//! Upserts normalized rows into Postgres.
//!
//! Each `load` call opens its own connection and transaction; nothing is
//! pooled across tables or runs. Tables are expected to exist already.

use chrono::{DateTime, Utc};
use sqlx::postgres::{PgConnectOptions, PgConnection};
use sqlx::{Connection, Postgres, Transaction};
use tracing::{debug, info, warn};

use crate::error::EtlError;
use crate::models::{FixtureRow, Resource, RowBatch, ScorerRow, StandingRow};

/// Persists one batch atomically, returning the number of rows upserted.
#[allow(async_fn_in_trait)]
pub trait Loader {
    async fn load(&self, batch: &RowBatch) -> Result<u64, EtlError>;
}

const UPSERT_STANDING: &str = r#"
    INSERT INTO standings (
        team_id, team_name, position, played_games, won, draw, lost,
        points, goals_for, goals_against, goal_difference, last_update
    ) VALUES ($1, $2, $3, $4, $5, $6, $7, $8, $9, $10, $11, $12)
    ON CONFLICT (team_id) DO UPDATE SET
        team_name = EXCLUDED.team_name,
        position = EXCLUDED.position,
        played_games = EXCLUDED.played_games,
        won = EXCLUDED.won,
        draw = EXCLUDED.draw,
        lost = EXCLUDED.lost,
        points = EXCLUDED.points,
        goals_for = EXCLUDED.goals_for,
        goals_against = EXCLUDED.goals_against,
        goal_difference = EXCLUDED.goal_difference,
        last_update = EXCLUDED.last_update
"#;

const UPSERT_SCORER: &str = r#"
    INSERT INTO scorers (
        player_id, player_name, team_name, goals, assists, last_update
    ) VALUES ($1, $2, $3, $4, $5, $6)
    ON CONFLICT (player_id) DO UPDATE SET
        player_name = EXCLUDED.player_name,
        team_name = EXCLUDED.team_name,
        goals = EXCLUDED.goals,
        assists = EXCLUDED.assists,
        last_update = EXCLUDED.last_update
"#;

const UPSERT_FIXTURE: &str = r#"
    INSERT INTO fixtures (
        match_id, utc_date, home_team, away_team, status,
        home_score, away_score, last_update
    ) VALUES ($1, $2, $3, $4, $5, $6, $7, $8)
    ON CONFLICT (match_id) DO UPDATE SET
        utc_date = EXCLUDED.utc_date,
        home_team = EXCLUDED.home_team,
        away_team = EXCLUDED.away_team,
        status = EXCLUDED.status,
        home_score = EXCLUDED.home_score,
        away_score = EXCLUDED.away_score,
        last_update = EXCLUDED.last_update
"#;

/// Postgres loader for the standings, scorers and fixtures tables
pub struct PgLoader {
    options: PgConnectOptions,
}

impl PgLoader {
    pub fn new(options: PgConnectOptions) -> Self {
        Self { options }
    }

    async fn upsert_standings(
        tx: &mut Transaction<'_, Postgres>,
        rows: &[StandingRow],
        loaded_at: DateTime<Utc>,
    ) -> Result<(), sqlx::Error> {
        for row in rows {
            sqlx::query(UPSERT_STANDING)
                .bind(row.team_id)
                .bind(&row.team_name)
                .bind(row.position)
                .bind(row.played_games)
                .bind(row.won)
                .bind(row.draw)
                .bind(row.lost)
                .bind(row.points)
                .bind(row.goals_for)
                .bind(row.goals_against)
                .bind(row.goal_difference)
                .bind(loaded_at)
                .execute(&mut **tx)
                .await?;
        }
        Ok(())
    }

    async fn upsert_scorers(
        tx: &mut Transaction<'_, Postgres>,
        rows: &[ScorerRow],
        loaded_at: DateTime<Utc>,
    ) -> Result<(), sqlx::Error> {
        for row in rows {
            sqlx::query(UPSERT_SCORER)
                .bind(row.player_id)
                .bind(&row.player_name)
                .bind(&row.team_name)
                .bind(row.goals)
                .bind(row.assists)
                .bind(loaded_at)
                .execute(&mut **tx)
                .await?;
        }
        Ok(())
    }

    async fn upsert_fixtures(
        tx: &mut Transaction<'_, Postgres>,
        rows: &[FixtureRow],
        loaded_at: DateTime<Utc>,
    ) -> Result<(), sqlx::Error> {
        for row in rows {
            sqlx::query(UPSERT_FIXTURE)
                .bind(row.match_id)
                .bind(row.utc_date)
                .bind(&row.home_team)
                .bind(&row.away_team)
                .bind(&row.status)
                .bind(row.home_score)
                .bind(row.away_score)
                .bind(loaded_at)
                .execute(&mut **tx)
                .await?;
        }
        Ok(())
    }

    async fn load_inner(&self, batch: &RowBatch) -> Result<u64, sqlx::Error> {
        let mut conn = PgConnection::connect_with(&self.options).await?;
        let mut tx = conn.begin().await?;
        let loaded_at = Utc::now();

        // Dropping `tx` on an error rolls the whole batch back.
        match batch {
            RowBatch::Standings(rows) => Self::upsert_standings(&mut tx, rows, loaded_at).await?,
            RowBatch::Scorers(rows) => Self::upsert_scorers(&mut tx, rows, loaded_at).await?,
            RowBatch::Fixtures(rows) => Self::upsert_fixtures(&mut tx, rows, loaded_at).await?,
        }

        tx.commit().await?;
        Ok(committed(batch, conn.close().await))
    }
}

/// Row count of a committed batch. The rows are durable once the commit
/// succeeded, so a failed close is only logged.
fn committed(batch: &RowBatch, closed: Result<(), sqlx::Error>) -> u64 {
    if let Err(e) = closed {
        warn!(
            "Committed {} rows to {} but closing the connection failed: {}",
            batch.len(),
            batch.resource().table(),
            e
        );
    }
    batch.len() as u64
}

impl Loader for PgLoader {
    async fn load(&self, batch: &RowBatch) -> Result<u64, EtlError> {
        let resource: Resource = batch.resource();
        debug!("Upserting {} rows into {}", batch.len(), resource.table());

        let count = self
            .load_inner(batch)
            .await
            .map_err(|e| EtlError::storage(resource, e))?;

        info!("Stored {} rows in {}", count, resource.table());
        Ok(count)
    }
}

THE PROBLEM — When a line in the material above holds the word "failed", count it; report only the total.

EXERCISE RESPONSE — 2